Minha crónica no Público de hoje (na imagem, o Museu Marítimo Nacional (Het Scheepvaartmuseum) em Amesterdão com uma nau da Companhia Holandesa das Índias Orientais de 1749 (réplica):
Um português em turismo nos
Países Baixos não pode deixar de dar uma volta de barco pelo labirinto dos
canais de Amesterdão, ligados ao rio Amstel. Farid, o “capitão-guia” da minha
embarcação, era euroafricano, de pai holandês e mãe marroquina. Ao passar perto
da réplica do navio da Companhia das Índias Orientais (a VOC), que é a atracção
maior do Museu Marítimo Nacional, falou, com indiscutível orgulho, da “idade de
ouro” da Holanda, na primeira metade do século XVII, quando continuou o caminho
da globalização que tinha sido iniciado pelos portugueses.
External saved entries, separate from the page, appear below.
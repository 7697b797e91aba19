//! Domain/reason identity shared by errors and templates.
//!
//! Two errors describe the same kind of failure when their `domain` and
//! `reason` are equal; code, message and every per-occurrence field are
//! ignored. Templates expose the same key so that a template can serve as the
//! exemplar when classifying errors read back from a chain.
//!
//! # Examples
//!
//! ```
//! use status_rail::traits::ErrorIdentity;
//! use status_rail::{ErrorTemplate, StatusError};
//!
//! let not_found = ErrorTemplate::new("shopify.users", "NOT_FOUND");
//! let err = StatusError::new("shopify.users", "NOT_FOUND");
//!
//! assert!(not_found.same_identity(&err));
//! assert!(not_found.matches(&err));
//! ```

use crate::types::StatusError;

/// Anything with a `domain`/`reason` identity key.
pub trait ErrorIdentity {
    /// Namespace of the reason, e.g. `"shopify.users"`.
    fn domain(&self) -> &str;

    /// Short identifier unique within the domain, e.g. `"NOT_FOUND"`.
    fn reason(&self) -> &str;

    /// Whether `other` carries the same identity key.
    #[inline]
    fn same_identity<O: ErrorIdentity + ?Sized>(&self, other: &O) -> bool {
        self.domain() == other.domain() && self.reason() == other.reason()
    }

    /// Whether `error` is a [`StatusError`] with the same identity key.
    ///
    /// Only the value itself is inspected; use [`crate::chain::is`] to search a
    /// whole chain.
    #[inline]
    fn matches(&self, error: &(dyn std::error::Error + 'static)) -> bool {
        error.downcast_ref::<StatusError>().is_some_and(|status| self.same_identity(status))
    }
}

impl<T: ErrorIdentity + ?Sized> ErrorIdentity for &T {
    #[inline]
    fn domain(&self) -> &str {
        (**self).domain()
    }

    #[inline]
    fn reason(&self) -> &str {
        (**self).reason()
    }
}
//! Retry guidance carried by an error.
//!
//! [`RetryInfo`] only describes when a consumer may try again; nothing in this
//! crate performs retries.

use core::fmt;
use core::time::Duration;

use chrono::{DateTime, Utc};

use crate::types::error_formatter::{format_duration, format_timestamp};

/// Either a relative offset or an absolute instant, never both.
///
/// # Examples
///
/// ```
/// use core::time::Duration;
/// use status_rail::RetryInfo;
///
/// let retry = RetryInfo::after(Duration::from_secs(60));
/// assert_eq!(retry.retry_offset(), Some(Duration::from_secs(60)));
/// assert!(retry.retry_time().is_none());
/// assert_eq!(retry.to_string(), "retryOffset=1m0s");
/// ```
#[derive(Debug, Clone, Copy, PartialEq, Eq, Hash)]
pub enum RetryInfo {
    /// Retry once this much time has elapsed.
    Offset(Duration),
    /// Retry at or after this instant.
    Time(DateTime<Utc>),
}

impl RetryInfo {
    #[inline]
    pub fn after(offset: Duration) -> Self {
        RetryInfo::Offset(offset)
    }

    #[inline]
    pub fn at(time: DateTime<Utc>) -> Self {
        RetryInfo::Time(time)
    }

    #[inline]
    pub fn retry_offset(&self) -> Option<Duration> {
        match self {
            RetryInfo::Offset(offset) => Some(*offset),
            RetryInfo::Time(_) => None,
        }
    }

    #[inline]
    pub fn retry_time(&self) -> Option<DateTime<Utc>> {
        match self {
            RetryInfo::Offset(_) => None,
            RetryInfo::Time(time) => Some(*time),
        }
    }

    /// Time left to wait measured from `now`. An instant already in the past yields zero.
    pub fn delay_from(&self, now: DateTime<Utc>) -> Duration {
        match self {
            RetryInfo::Offset(offset) => *offset,
            RetryInfo::Time(time) => (*time - now).to_std().unwrap_or(Duration::ZERO),
        }
    }
}

impl fmt::Display for RetryInfo {
    fn fmt(&self, f: &mut fmt::Formatter<'_>) -> fmt::Result {
        match self {
            RetryInfo::Offset(offset) => write!(f, "retryOffset={}", format_duration(*offset)),
            RetryInfo::Time(time) => write!(f, "retryTime={}", format_timestamp(time)),
        }
    }
}
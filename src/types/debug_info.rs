//! Internal-only debugging payload: captured call-stack frames and free-text detail.
//!
//! Debug info is never tagged with a [`Visibility`](crate::Visibility); it is for
//! the owning service's operators and must not cross a trust boundary.

use core::fmt;

#[cfg(feature = "serde")]
use serde::{Deserialize, Serialize};

/// Frame budget used when a capture asks for a non-positive depth.
pub const DEFAULT_STACK_DEPTH: usize = 32;

/// Symbol prefixes belonging to the capture machinery rather than the caller.
const SKIPPED_PREFIXES: [&str; 3] = ["backtrace::", "core::ops::function", "alloc::boxed::Box"];

/// Upper bound on leading frames skipped while looking for the caller.
const MAX_SKIPPED_FRAMES: usize = 16;

/// One resolved call-stack frame.
#[cfg_attr(feature = "serde", derive(Serialize, Deserialize))]
#[derive(Debug, Clone, PartialEq, Eq, Hash)]
pub struct StackFrame {
    function: String,
    file: String,
    line: u32,
}

impl StackFrame {
    pub fn new(function: impl Into<String>, file: impl Into<String>, line: u32) -> Self {
        Self { function: function.into(), file: file.into(), line }
    }

    #[inline]
    pub fn function(&self) -> &str {
        &self.function
    }

    /// Source path, empty when the binary carries no debug info.
    #[inline]
    pub fn file(&self) -> &str {
        &self.file
    }

    #[inline]
    pub fn line(&self) -> u32 {
        self.line
    }
}

impl fmt::Display for StackFrame {
    fn fmt(&self, f: &mut fmt::Formatter<'_>) -> fmt::Result {
        write!(f, "{}:{} {}", self.file, self.line, self.function)
    }
}

/// Captured frames plus an optional detail message.
#[cfg_attr(feature = "serde", derive(Serialize, Deserialize))]
#[derive(Debug, Clone, PartialEq, Eq, Default)]
pub struct DebugInfo {
    stack_frames: Vec<StackFrame>,
    detail: String,
}

impl DebugInfo {
    pub fn new(stack_frames: Vec<StackFrame>, detail: impl Into<String>) -> Self {
        Self { stack_frames, detail: detail.into() }
    }

    /// Debug info holding only a detail message.
    pub fn with_detail(detail: impl Into<String>) -> Self {
        Self { stack_frames: Vec::new(), detail: detail.into() }
    }

    #[inline]
    pub fn detail(&self) -> &str {
        &self.detail
    }

    /// Owned copy of the captured frames; mutating it never reaches the error.
    pub fn stack_frames(&self) -> Vec<StackFrame> {
        self.stack_frames.clone()
    }

    #[inline]
    pub fn frames(&self) -> &[StackFrame] {
        &self.stack_frames
    }

    /// Frames rendered as `<file>:<line> <function>`.
    pub fn stack_entries(&self) -> Vec<String> {
        self.stack_frames.iter().map(ToString::to_string).collect()
    }

    pub(crate) fn set_detail(&mut self, detail: String) {
        self.detail = detail;
    }

    pub(crate) fn set_frames(&mut self, frames: Vec<StackFrame>) {
        self.stack_frames = frames;
    }
}

/// Captures up to `max_depth` frames starting at the first frame outside this crate.
///
/// The walk stops as soon as `max_depth` frames are kept, and only visited
/// frames are symbolized. A depth of zero falls back to [`DEFAULT_STACK_DEPTH`].
pub(crate) fn capture_stack(max_depth: usize) -> Vec<StackFrame> {
    let max_depth = if max_depth == 0 { DEFAULT_STACK_DEPTH } else { max_depth };
    let mut frames = Vec::with_capacity(max_depth);
    let mut skipped = 0usize;

    backtrace::trace(|frame| {
        // One physical frame may resolve to several inlined symbols.
        backtrace::resolve_frame(frame, |symbol| {
            if frames.len() >= max_depth {
                return;
            }
            let function = symbol.name().map(|name| format!("{name:#}")).unwrap_or_default();
            if frames.is_empty() && is_internal_frame(&function) {
                skipped += 1;
                return;
            }
            let file = symbol.filename().map(|path| path.display().to_string()).unwrap_or_default();
            frames.push(StackFrame::new(function, file, symbol.lineno().unwrap_or(0)));
        });
        frames.len() < max_depth && skipped < MAX_SKIPPED_FRAMES
    });

    frames
}

fn is_internal_frame(function: &str) -> bool {
    let own = env!("CARGO_CRATE_NAME");
    let function = function.strip_prefix('<').unwrap_or(function);
    function.starts_with(own) || SKIPPED_PREFIXES.iter().any(|prefix| function.starts_with(prefix))
}
//! Disclosure tiers for errors and their metadata.

use core::fmt;
use core::str::FromStr;

use crate::types::ParseEnumError;
#[cfg(feature = "serde")]
use serde::{Deserialize, Serialize};

/// Audience a field may be disclosed to, ordered by increasing scope.
///
/// The crate only tags fields; redaction is left to whatever boundary renders
/// errors for an untrusted audience.
#[cfg_attr(feature = "serde", derive(Serialize, Deserialize))]
#[cfg_attr(feature = "serde", serde(rename_all = "SCREAMING_SNAKE_CASE"))]
#[derive(Debug, Clone, Copy, PartialEq, Eq, PartialOrd, Ord, Hash, Default)]
pub enum Visibility {
    /// Same service or process only.
    #[default]
    Internal = 0,
    /// Other internal services, never end users.
    Private = 1,
    /// Safe for external users.
    Public = 2,
}

impl Visibility {
    /// Canonical upper-case name, as rendered in `visibility: <NAME>`.
    pub const fn as_str(self) -> &'static str {
        match self {
            Visibility::Internal => "INTERNAL",
            Visibility::Private => "PRIVATE",
            Visibility::Public => "PUBLIC",
        }
    }

    /// Whether a field tagged with `self` may be shown to `audience`.
    ///
    /// # Examples
    ///
    /// ```
    /// use status_rail::Visibility;
    ///
    /// assert!(Visibility::Public.is_visible_to(Visibility::Public));
    /// assert!(Visibility::Private.is_visible_to(Visibility::Internal));
    /// assert!(!Visibility::Internal.is_visible_to(Visibility::Private));
    /// ```
    #[inline]
    pub fn is_visible_to(self, audience: Visibility) -> bool {
        self >= audience
    }
}

impl fmt::Display for Visibility {
    fn fmt(&self, f: &mut fmt::Formatter<'_>) -> fmt::Result {
        f.write_str(self.as_str())
    }
}

impl FromStr for Visibility {
    type Err = ParseEnumError;

    fn from_str(s: &str) -> Result<Self, Self::Err> {
        match s {
            "INTERNAL" => Ok(Visibility::Internal),
            "PRIVATE" => Ok(Visibility::Private),
            "PUBLIC" => Ok(Visibility::Public),
            other => Err(ParseEnumError::new("visibility", other)),
        }
    }
}
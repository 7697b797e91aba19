//! Walking `source()` chains for structured errors.
//!
//! Errors travel through arbitrary wrapping layers, such as hand-written
//! wrappers or other `StatusError`s. These helpers look through
//! every layer for the first [`StatusError`] whose identity matches an
//! exemplar, the way `downcast_ref` does for a single layer.
//!
//! # Examples
//!
//! ```
//! use status_rail::{chain, ErrorTemplate, StatusError};
//!
//! let not_found = ErrorTemplate::new("shopify.users", "NOT_FOUND");
//! let err = StatusError::builder("shopify.api", "UPSTREAM_FAILED")
//!     .wrap(not_found.new_error())
//!     .build();
//!
//! let found = chain::find(&err, &not_found);
//! assert_eq!(found.map(StatusError::reason), Some("NOT_FOUND"));
//! assert!(!chain::is(&err, &ErrorTemplate::new("shopify.users", "GONE")));
//! ```

use core::iter::FusedIterator;
use std::error::Error;

use crate::traits::ErrorIdentity;
use crate::types::StatusError;

/// Iterator over an error and its `source()` ancestors, outermost first.
#[derive(Clone)]
pub struct Chain<'a> {
    next: Option<&'a (dyn Error + 'static)>,
}

impl<'a> Iterator for Chain<'a> {
    type Item = &'a (dyn Error + 'static);

    fn next(&mut self) -> Option<Self::Item> {
        let current = self.next?;
        self.next = current.source();
        Some(current)
    }
}

impl FusedIterator for Chain<'_> {}

impl core::fmt::Debug for Chain<'_> {
    fn fmt(&self, f: &mut core::fmt::Formatter<'_>) -> core::fmt::Result {
        f.debug_struct("Chain").field("next", &self.next.map(|e| e.to_string())).finish()
    }
}

/// Iterates `error` and every layer below it.
#[inline]
pub fn iter<'a>(error: &'a (dyn Error + 'static)) -> Chain<'a> {
    Chain { next: Some(error) }
}

/// First layer that is a [`StatusError`] with the exemplar's domain and reason.
///
/// Never fails: a chain without a match yields `None`.
pub fn find<'a, I>(error: &'a (dyn Error + 'static), exemplar: &I) -> Option<&'a StatusError>
where
    I: ErrorIdentity + ?Sized,
{
    iter(error)
        .filter_map(|layer| layer.downcast_ref::<StatusError>())
        .find(|status| exemplar.same_identity(*status))
}

/// Whether any layer of `error` matches the exemplar.
#[inline]
pub fn is<I>(error: &(dyn Error + 'static), exemplar: &I) -> bool
where
    I: ErrorIdentity + ?Sized,
{
    find(error, exemplar).is_some()
}
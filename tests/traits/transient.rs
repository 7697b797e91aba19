use std::time::Duration;

use chrono::Utc;
use status_rail::{Code, StatusError, TransientError, TransientErrorExt};

#[test]
fn temporary_codes_are_transient() {
    for code in [Code::Unavailable, Code::ResourceExhausted, Code::Aborted, Code::DeadlineExceeded] {
        let err = StatusError::builder("svc", "TEMPORARY").code(code).build();
        assert!(err.is_transient(), "{code}");
    }

    for code in [Code::NotFound, Code::InvalidArgument, Code::PermissionDenied, Code::Internal] {
        let err = StatusError::builder("svc", "PERMANENT").code(code).build();
        assert!(err.is_permanent(), "{code}");
        assert_eq!(err.retry_after_hint(), None);
    }
}

#[test]
fn retry_guidance_makes_any_error_transient() {
    let err = StatusError::builder("svc", "TRY_LATER")
        .code(Code::FailedPrecondition)
        .retry_offset(Duration::from_secs(5))
        .build();

    assert!(err.is_transient());
    assert_eq!(err.retry_after_hint(), Some(Duration::from_secs(5)));
}

#[test]
fn retry_time_hint_never_goes_negative() {
    let past = Utc::now() - chrono::Duration::seconds(30);
    let err = StatusError::builder("svc", "TRY_LATER").retry_time(past).build();
    assert_eq!(err.retry_after_hint(), Some(Duration::ZERO));

    let future = Utc::now() + chrono::Duration::seconds(300);
    let err = StatusError::builder("svc", "TRY_LATER").retry_time(future).build();
    let hint = err.retry_after_hint().unwrap_or_default();
    assert!(hint > Duration::from_secs(290) && hint <= Duration::from_secs(300));
}

#[test]
fn retry_if_transient_on_status_results() {
    let ok: Result<i32, StatusError> = Ok(1);
    assert!(ok.retry_if_transient().is_none());

    let busy: Result<i32, StatusError> =
        Err(StatusError::builder("db", "BUSY").code(Code::Unavailable).build());
    assert!(busy.retry_if_transient().is_some());

    let denied: Result<i32, StatusError> =
        Err(StatusError::builder("db", "DENIED").code(Code::PermissionDenied).build());
    assert!(denied.retry_if_transient().is_none());
}

#[test]
fn custom_errors_only_need_the_classification() {
    #[derive(Debug)]
    struct Busy;

    impl TransientError for Busy {
        fn is_transient(&self) -> bool {
            true
        }
    }

    assert!(!Busy.is_permanent());
    assert_eq!(Busy.retry_after_hint(), None);

    let result: Result<(), Busy> = Err(Busy);
    assert!(result.retry_if_transient().is_some());
}
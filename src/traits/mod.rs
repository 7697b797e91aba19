//! Traits shared across the crate.
//!
//! - [`ErrorIdentity`]: the `domain`/`reason` key that classifies a failure
//! - [`TransientError`]: retry classification for resilience code
//! - [`TransientErrorExt`]: `Result` helpers on top of [`TransientError`]

pub mod identity;
pub mod transient;

pub use identity::ErrorIdentity;
pub use transient::{TransientError, TransientErrorExt};
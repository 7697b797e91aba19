#[cfg(feature = "serde")]
use serde::{Deserialize, Serialize};

/// A single caller-supplied translation of the error message.
#[cfg_attr(feature = "serde", derive(Serialize, Deserialize))]
#[derive(Debug, Clone, PartialEq, Eq, Hash)]
pub struct LocalizedMessage {
    locale: String,
    message: String,
}

impl LocalizedMessage {
    #[inline]
    pub fn new(locale: impl Into<String>, message: impl Into<String>) -> Self {
        Self { locale: locale.into(), message: message.into() }
    }

    /// Locale identifier such as `en-US`.
    #[inline]
    pub fn locale(&self) -> &str {
        &self.locale
    }

    #[inline]
    pub fn message(&self) -> &str {
        &self.message
    }
}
E despachou o tema
da escravatura, comentando que foi uma página negra de uma história muito rica.
Nós temos em Almada uma reconstrução do último navio da carreira da Índia, mas
fiquei a pensar na falta que nos faz um museu das descobertas e semelhante
ausência de complexos em relação a um passado, que foi o que foi, sem que possamos
interferir. Marcas da primitiva globalização estão por todo o lado na grande metrópole
holandesa, seja na toponímia (por exemplo, a Praça de Suriname), seja na
restauração (por exemplo, a gastronomia indonésia).
O viajante luso não podia deixar
de visitar a Sinagoga Portuguesa de Amesterdão. Foi mandada construir em 1670 pela
comunidade sefardita portuguesa na que é hoje a Mr. Visserplein (Praça do Sr.
Visser, um juiz que defendeu os judeus na Segunda Guerra Mundial). Perto, na
Sint Antoniesbreesstraat (Rua Larga de Santo António), fica a Huis de Pinto, a casa de Isaac de Pinto
(1717-1787), um rico judeu português, accionista da VOC, economista e filósofo.
Karl Marx, que está a fazer 200 anos,
cita Pinto no Capital para criticar o
liberalismo económico.
Não se pode falar dos judeus holandeses
sem nomear o filósofo Bento de Espinosa (1632-1677), que era filho de um mercador
expulso de Portugal pela intolerância religiosa. Espinosa nasceu e viveu em
Amesterdão, mas foi banido da Sinagoga Portuguesa em 1656, tendo de abandonar a
cidade. O chérem que sofreu é a
punição máxima da religião judaica, mas, de início, nada fazia prever a heresia.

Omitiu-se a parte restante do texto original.